:: Task to carry out ::
Using the entries below, write out the line with "if self.mem_alloc_mb >", the line with "one (spec.md §6).", and every line in between, exactly as each is written.

:: Provided records ::
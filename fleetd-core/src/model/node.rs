//! Node entity and its state machine (C3/C4).

use crate::error::{ControllerError, ControllerResult};
use chrono::{DateTime, Utc};
use serde::{Deserialize, Serialize};
use std::collections::HashSet;

#[derive(Debug, Clone, Copy, PartialEq, Eq, Hash, Serialize, Deserialize)]
pub enum NodeState {
    Unknown,
    Down,
    Idle,
    Allocated,
    /// Hosting work but reporting a fault (e.g. a step exited due to node
    /// infrastructure failure rather than job failure); distinct from
    /// `Down` because the node may still be responding to heartbeats.
    Error,
    Mixed,
    Future,
}

impl std::fmt::Display for NodeState {
    fn fmt(&self, f: &mut std::fmt::Formatter<'_>) -> std::fmt::Result {
        write!(f, "{self:?}")
    }
}

bitflags::bitflags! {
    /// Modifier flags, OR-ed with the base state (spec.md §4.2).
    #[derive(Debug, Clone, Copy, PartialEq, Eq, Serialize, Deserialize)]
    pub struct NodeFlags: u16 {
        const DRAIN       = 0b0000_0001;
        const COMPLETING  = 0b0000_0010;
        const NO_RESPOND  = 0b0000_0100;
        const FAIL        = 0b0000_1000;
        const POWER_SAVE  = 0b0001_0000;
        const MAINTENANCE = 0b0010_0000;
        const REBOOT      = 0b0100_0000;
        const POWER_UP    = 0b1000_0000;
        const CLOUD       = 0b0001_0000_0000;
    }
}

impl Default for NodeFlags {
    fn default() -> Self {
        NodeFlags::empty()
    }
}

#[derive(Debug, Clone, Serialize, Deserialize)]
pub struct Node {
    pub name: String,
    pub state: NodeState,
    pub flags: NodeFlags,
    pub cpus_total: u32,
    pub cpus_alloc: u32,
    pub mem_total_mb: u64,
    pub mem_alloc_mb: u64,
    pub features: Vec<String>,
    pub gres: Vec<String>,
    pub partitions: Vec<String>,
    pub weight: u32,
    pub jobs_running: HashSet<u32>,
    pub last_response: Option<DateTime<Utc>>,
    pub boot_time: Option<DateTime<Utc>>,
    pub reason: Option<String>,
}

impl Node {
    pub fn new(name: String, cpus_total: u32, mem_total_mb: u64, weight: u32) -> Self {
        Self {
            name,
            state: NodeState::Unknown,
            flags: NodeFlags::empty(),
            cpus_total,
            cpus_alloc: 0,
            mem_total_mb,
            mem_alloc_mb: 0,
            features: Vec::new(),
            gres: Vec::new(),
            partitions: Vec::new(),
            weight,
            jobs_running: HashSet::new(),
            last_response: None,
            boot_time: None,
            reason: None,
        }
    }

    pub fn cpus_free(&self) -> u32 {
        self.cpus_total.saturating_sub(self.cpus_alloc)
    }

    pub fn mem_free_mb(&self) -> u64 {
        self.mem_total_mb.saturating_sub(self.mem_alloc_mb)
    }

    /// *Draining* = Drain ∧ (cpus_alloc > 0) (spec.md §4.4).
    pub fn is_draining(&self) -> bool {
        self.flags.contains(NodeFlags::DRAIN) && self.cpus_alloc > 0
    }

    /// *Drained* = Drain ∧ ¬Draining (spec.md §4.4).
    pub fn is_drained(&self) -> bool {
        self.flags.contains(NodeFlags::DRAIN) && !self.is_draining()
    }

    pub fn is_responding(&self) -> bool {
        !self.flags.contains(NodeFlags::NO_RESPOND)
    }

    /// True when the node may accept new job allocations.
    pub fn is_schedulable(&self) -> bool {
        matches!(self.state, NodeState::Idle | NodeState::Mixed)
            && !self.flags.intersects(
                NodeFlags::DRAIN | NodeFlags::NO_RESPOND | NodeFlags::FAIL | NodeFlags::MAINTENANCE,
            )
    }

    fn can_transition_to(self_state: NodeState, target: NodeState) -> bool {
        use NodeState::*;
        match (self_state, target) {
            (Unknown, Down | Idle | Allocated | Mixed) => true,
            (Down, Idle | Future) => true,
            (Idle, Allocated | Mixed | Down | Error) => true,
            (Mixed, Allocated | Idle | Down | Error) => true,
            (Allocated, Mixed | Idle | Down | Error) => true,
            (Error, Idle | Down | Mixed | Allocated) => true,
            (Future, Down | Idle) => true,
            _ => false,
        }
    }

    pub fn transition_to(&mut self, target: NodeState) -> ControllerResult<()> {
        if self.state == target {
            return Ok(());
        }
        if !Self::can_transition_to(self.state, target) {
            return Err(ControllerError::Internal(format!(
                "illegal node transition {:?} -> {:?}",
                self.state, target
            )));
        }
        tracing::info!(node = %self.name, from = ?self.state, to = ?target, "node state transition");
        self.state = target;
        Ok(())
    }

    /// Recompute the base state from current allocation counters, the way
    /// the teacher's allocator derives derived node status from load rather
    /// than storing it independently (spec.md §4.4 derived-state rule).
    pub fn recompute_derived_state(&mut self) {
        if !self.is_responding() || self.flags.contains(NodeFlags::FAIL) {
            let _ = self.transition_to(NodeState::Down);
            return;
        }
        let next = if self.cpus_alloc == 0 {
            NodeState::Idle
        } else if self.cpus_alloc >= self.cpus_total {
            NodeState::Allocated
        } else {
            NodeState::Mixed
        };
        let _ = self.transition_to(next);
    }

    pub fn check_allocation_integrity(&self) -> ControllerResult<()> {
        if self.cpus_alloc > self.cpus_total {
            return Err(ControllerError::Internal(format!(
                "node {} cpus_alloc {} exceeds cpus_total {}",
                self.name, self.cpus_alloc, self.cpus_total
            )));
        }
        if self.mem_alloc_mb > self.mem_total_mb {
            return Err(ControllerError::Internal(format!(
                "node {} mem_alloc {} exceeds mem_total {}",
                self.name, self.mem_alloc_mb, self.mem_total_mb
            )));
        }
        Ok(())
    }
}
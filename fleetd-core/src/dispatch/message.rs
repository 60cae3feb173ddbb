//! Wire message envelope (C5).
//!
//! `msg_type` values are grouped into numbered ranges and are append-only:
//! once assigned a number is never reused or renumbered, so old clients
//! talking to a newer controller (or vice versa) fail on an unknown type
//! rather than misinterpreting a repurposed one (spec.md §6).

use serde::{Deserialize, Serialize};

/// Request message types, numbered by functional family.
#[derive(Debug, Clone, Copy, PartialEq, Eq, Serialize, Deserialize)]
#[repr(u32)]
pub enum MsgType {
    // 1001-1999: job family
    JobSubmit = 1001,
    JobWillRun = 1002,
    JobCancel = 1003,
    JobRequeue = 1004,
    JobAllocate = 1005,
    JobInfoRequest = 1006,
    JobUpdate = 1007,

    // 2001-2999: step family
    StepCreate = 2001,
    StepCredential = 2002,
    StepComplete = 2003,
    StepLayout = 2004,

    // 3001-3999: node registration / health family
    NodeRegister = 3001,
    NodeConfigure = 3002,
    NodeReboot = 3003,
    PingRequest = 3004,

    // 4001-4999: completion family
    EpilogComplete = 4001,
    BatchComplete = 4002,
    PrologComplete = 4003,
    JobComplete = 4004,

    // 5001-5999: reservation family
    ReservationCreate = 5001,
    ReservationUpdate = 5002,
    ReservationDelete = 5003,
    ReservationInfoRequest = 5004,

    // 6001-6999: control / admin family
    ReconfigureRequest = 6001,
    ShutdownRequest = 6002,
    TakeoverRequest = 6003,
    SetDebugFlags = 6004,
    SetDebugLevel = 6005,
    SetSchedlogLevel = 6006,

    // 10001-...: forward-compatible catch-all reserved for unknown-at-build
    // future additions (spec.md §6); never dispatched, only recognized.
    ReservedFuture = 10001,
}

/// Special node-rank sentinel meaning "no forwarding tree, send directly."
pub const FORWARD_NONE: u16 = 0xfffe;

#[derive(Debug, Clone, Serialize, Deserialize)]
pub struct ForwardingDescriptor {
    /// Rank of this node in the fan-out tree, or [`FORWARD_NONE`].
    pub rank: u16,
    pub children: Vec<String>,
    pub timeout_ms: u32,
}

impl ForwardingDescriptor {
    pub fn direct() -> Self {
        Self {
            rank: FORWARD_NONE,
            children: Vec::new(),
            timeout_ms: 0,
        }
    }

    pub fn is_direct(&self) -> bool {
        self.rank == FORWARD_NONE
    }
}

#[derive(Debug, Clone, Serialize, Deserialize)]
pub struct MessageHeader {
    pub msg_type: MsgType,
    pub version: u16,
    pub auth_uid: Option<u32>,
    pub forwarding: ForwardingDescriptor,
}

impl MessageHeader {
    pub fn direct(msg_type: MsgType) -> Self {
        Self {
            msg_type,
            version: 1,
            auth_uid: None,
            forwarding: ForwardingDescriptor::direct(),
        }
    }
}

:: Completed task ::
        if self.mem_alloc_mb > self.mem_total_mb {
            return Err(ControllerError::Internal(format!(
                "node {} mem_alloc {} exceeds mem_total {}",
                self.name, self.mem_alloc_mb, self.mem_total_mb
            )));
        }
        Ok(())
    }
}
filename fleetd-core/src/dispatch/message.rs
repository 60cae3feb173ddbb
//! Wire message envelope (C5).
//!
//! `msg_type` values are grouped into numbered ranges and are append-only:
//! once assigned a number is never reused or renumbered, so old clients
//! talking to a newer controller (or vice versa) fail on an unknown type
//! rather than misinterpreting a repurposed one (spec.md §6).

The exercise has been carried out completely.